Taking the challenge

Challenge Day program coming to 2 area high schools

By KATE MARTIN

Skagit Valley Herald staff writer

MOUNT VERNON — High school is all about labels.

Ugly words cross the halls every day, said Kirsten White, a senior at Mount Vernon High School. Students gravitate to others among whom they feel safe along racial, social and class lines.

The division among students is no more evident than at lunchtime, White said. Students stand in line, pick up their food and then turn toward the open cafeteria. “The turn,” she said, “is the moment where you know if you’re wanted or needed at your school.”

White explained the hierarchy at lunchtime: senior girls at one table, varsity boys basketball at another. Latinos sat in the back, and the music crowd takes up a good portion of the side.

“It’s almost like assigned seating,” she said. While many made “the turn” with confidence and immediately walked toward their peers, others scanned the crowd, looking for a place to belong.

High school cliques are nothing new, White said, but at the end of the day, “hundreds of students could tell of hundreds of instances in which they did not feel safe, loved or celebrated in our school.”

White wants to end the pain, humiliation and frustration that many students feel every day. That’s why, for the past year, White has worked to bring Challenge Day to her school. Her quest to bring the event to the school started when she saw Challenge Day featured on the Oprah Winfrey Show last year. Organizing the event and raising money for its implementation has become her senior project.

Back then, she wondered how the event could change the climate at Mount Vernon High. The cost to bring Challenge Day to Mount Vernon is costly, about $3,500 per day, and because the nonprofit group that facilitates the event stays for a minimum of three days, White offered to partner with Sedro-Woolley High School. The schools will now host two days of Challenge Day each.

Through team-building exercises and revealing conversations, students grow closer to each other throughout Challenge Day, said Jeff Ingrum, an assistant principal at Sedro-Woolley High School. He participated in Challenge Day when he was a teacher at Lakewood Middle School about eight years ago.

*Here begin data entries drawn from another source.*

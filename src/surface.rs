//! Rendering-surface capabilities consumed by the carousel controller.
//!
//! The controller never touches a concrete UI tree. It mutates slides and
//! indicators through [`Surface`] and receives input as [`CarouselEvent`]
//! values pushed by the host, so the same navigation logic drives a browser
//! bridge, a TUI, or the in-memory surface in [`crate::memory`].

use std::time::Duration;

/// Inline transition style applied to a slide.
#[derive(Clone, Copy, Debug, PartialEq, Eq)]
pub enum SlideTransition {
    /// Instantaneous placement, no animation.
    Instant,
    /// Animated movement over the given duration.
    Animated(Duration),
}

/// An input event forwarded by the host to [`Carousel::handle_event`].
///
/// Touch coordinates are horizontal positions in whatever unit the host
/// surface uses; only their difference is ever evaluated.
///
/// [`Carousel::handle_event`]: crate::Carousel::handle_event
#[derive(Clone, Copy, Debug, PartialEq)]
pub enum CarouselEvent {
    /// The previous-slide control was activated.
    PrevPressed,
    /// The next-slide control was activated.
    NextPressed,
    /// The indicator at this position was activated.
    IndicatorPressed(usize),
    /// A touch gesture started at this horizontal coordinate.
    TouchStart(f32),
    /// The current touch gesture ended at this horizontal coordinate.
    TouchEnd(f32),
    /// The pointer entered the container.
    PointerEnter,
    /// The pointer left the container.
    PointerLeave,
}

impl CarouselEvent {
    /// The subscription class this event is delivered under.
    pub fn class(self) -> EventClass {
        match self {
            CarouselEvent::PrevPressed => EventClass::PrevControl,
            CarouselEvent::NextPressed => EventClass::NextControl,
            CarouselEvent::IndicatorPressed(_) => EventClass::Indicators,
            CarouselEvent::TouchStart(_) | CarouselEvent::TouchEnd(_) => EventClass::Touch,
            CarouselEvent::PointerEnter | CarouselEvent::PointerLeave => EventClass::Hover,
        }
    }
}

/// A class of events the carousel subscribes to on its surface.
///
/// The set of classes bound at mount depends on what the surface offers
/// (controls, indicators) and on the configuration (swipe). Events whose
/// class was never bound, or whose binding has been released by
/// `destroy`, are dropped without effect.
#[derive(Clone, Copy, Debug, PartialEq, Eq)]
pub enum EventClass {
    /// Clicks on the previous-slide control.
    PrevControl,
    /// Clicks on the next-slide control.
    NextControl,
    /// Clicks on the indicator controls.
    Indicators,
    /// Touch gestures on the slide container.
    Touch,
    /// Pointer enter/leave over the container.
    Hover,
}

/// Mutation capabilities a rendering surface provides to the controller.
///
/// Slides and indicators are addressed by position. Both collections are
/// fixed once the carousel is mounted; implementations must not grow or
/// reorder them afterwards. Out-of-range indexes must be ignored.
pub trait Surface {
    /// Number of slides in the container, in document order.
    fn slide_count(&self) -> usize;

    /// Number of indicator controls; zero when the host has none.
    fn indicator_count(&self) -> usize;

    /// Whether a previous-slide control exists.
    fn has_prev_control(&self) -> bool;

    /// Whether a next-slide control exists.
    fn has_next_control(&self) -> bool;

    /// Sets a slide's inline horizontal offset, in percent of the
    /// container width.
    fn set_slide_offset(&mut self, slide: usize, percent: f32);

    /// Sets a slide's inline transition style.
    fn set_slide_transition(&mut self, slide: usize, transition: SlideTransition);

    /// Removes a slide's inline offset and transition, restoring
    /// stylesheet defaults. Focus and hidden state are left as-is.
    fn clear_slide_style(&mut self, slide: usize);

    /// Marks a slide's interactive content as keyboard-reachable or not.
    /// A DOM host maps this to `tabindex="0"` / `tabindex="-1"` on the
    /// slide's interactive descendants.
    fn set_slide_focusable(&mut self, slide: usize, focusable: bool);

    /// Marks a slide as hidden from assistive technology (`aria-hidden`
    /// on a DOM host).
    fn set_slide_hidden(&mut self, slide: usize, hidden: bool);

    /// Marks an indicator as the active one or clears the marking. A DOM
    /// host maps this to an `active` class plus `aria-current="true"`.
    fn set_indicator_active(&mut self, indicator: usize, active: bool);
}

/// Resolves container surfaces from lookup selectors.
///
/// Implemented by hosts whose containers are addressed by name; the
/// in-memory counterpart is [`MemoryStage`](crate::MemoryStage).
pub trait SurfaceRegistry {
    /// The surface type this registry hands out.
    type Surface: Surface;

    /// Looks up a container. `None` when the selector matches nothing.
    fn resolve(&self, selector: &str) -> Option<Self::Surface>;
}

He said Challenge Day brought tangible results to Lakeview: less bullying, happier students.

The event brings together students of different backgrounds, races and social circles. Despite differences, students learn they all have common ground, White said.

“All of these students see each other every day, but they feel alone even though there are 1,000 students around them,” White said.

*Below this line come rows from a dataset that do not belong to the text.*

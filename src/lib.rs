//! Infinite-loop carousel widget.
//!
//! A single controller cycles through a fixed set of slides with animated
//! transitions, optional autoplay, touch-swipe navigation, and
//! accessibility bookkeeping (focus reachability, hidden marking, active
//! indicator). The controller talks to its host through the [`Surface`]
//! capability trait and receives time as injected [`std::time::Instant`]
//! values, so it runs unchanged against a browser bridge, a TUI, or the
//! bundled in-memory surface.
//!
//! # Example
//!
//! ```
//! use std::time::{Duration, Instant};
//!
//! use infinite_carousel::{Carousel, CarouselArgs, MemorySurface};
//!
//! let now = Instant::now();
//! let surface = MemorySurface::new(3).indicators(3);
//! let mut carousel = Carousel::mount(
//!     surface,
//!     CarouselArgs::default().autoplay(false),
//!     now,
//! );
//!
//! carousel.next(now);
//! carousel.poll(now + Duration::from_millis(500));
//!
//! assert_eq!(carousel.current_index(), 1);
//! assert!(carousel.surface().indicator_active(1));
//! ```
//!
//! Hosts with real timers drive the same controller by sleeping until
//! [`Carousel::next_deadline`] and calling [`Carousel::poll`]; hosts with
//! callback-shaped event sources share it through
//! [`SharedCarousel`](crate::SharedCarousel).
#![deny(missing_docs, clippy::unwrap_used)]

pub mod carousel;
pub mod error;
pub mod handle;
pub mod memory;
pub mod surface;

pub use carousel::{Carousel, CarouselArgs};
pub use error::ContainerNotFoundError;
pub use handle::SharedCarousel;
pub use memory::{MemoryStage, MemorySurface, SlideStyle};
pub use surface::{CarouselEvent, EventClass, SlideTransition, Surface, SurfaceRegistry};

She formed a group of students, called the “Be the Change” team, to help raise $7,000 for two days of Challenge Day at Mount Vernon High. Two facilitators from the California group will manage two days at Sedro-Woolley High this Tuesday and Wednesday and two days at Mount Vernon High on Thursday and Friday. Each day will serve 100 students and 30 community members.

The superintendents of Sedro-Woolley and Mount Vernon are attending their respective Challenge Days. Sedro-Woolley will also host Police Chief Doug Wood and Northwest Educational Service District Superintendent Jerry Jenkins.

Mount Vernon will host Skagit County Superior Court Commissioner Brian Paxton. Students and administrators from other schools in the county have also been invited to Sedro-Woolley’s Challenge Day.

Ingrum said Challenge Day should not be a one-time event, and he hopes it can go countywide.

“It’s a spark. You have to keep refueling the fire with it,” Ingrum said. “We’re expecting it to be the spark that gets kids going in the right direction.”

Vanessa Flores is a senior now and on the “Be the Change” team, but when she first came to Mount Vernon High, she avoided the cafeteria.

“Ninth grade was a really bad year for me,” she said. “I didn’t sit in the cafeteria because sometimes my friends wouldn’t be there.”

But maybe after Challenge Day, students will be more welcoming. White hopes so.

“I want Challenge Day to change the daily experiences of students for the better,” she said. “Even if this year … that just means a few more smiles in the hallway, or a few more students who do not have to do ‘the turn’ with such intense terror.”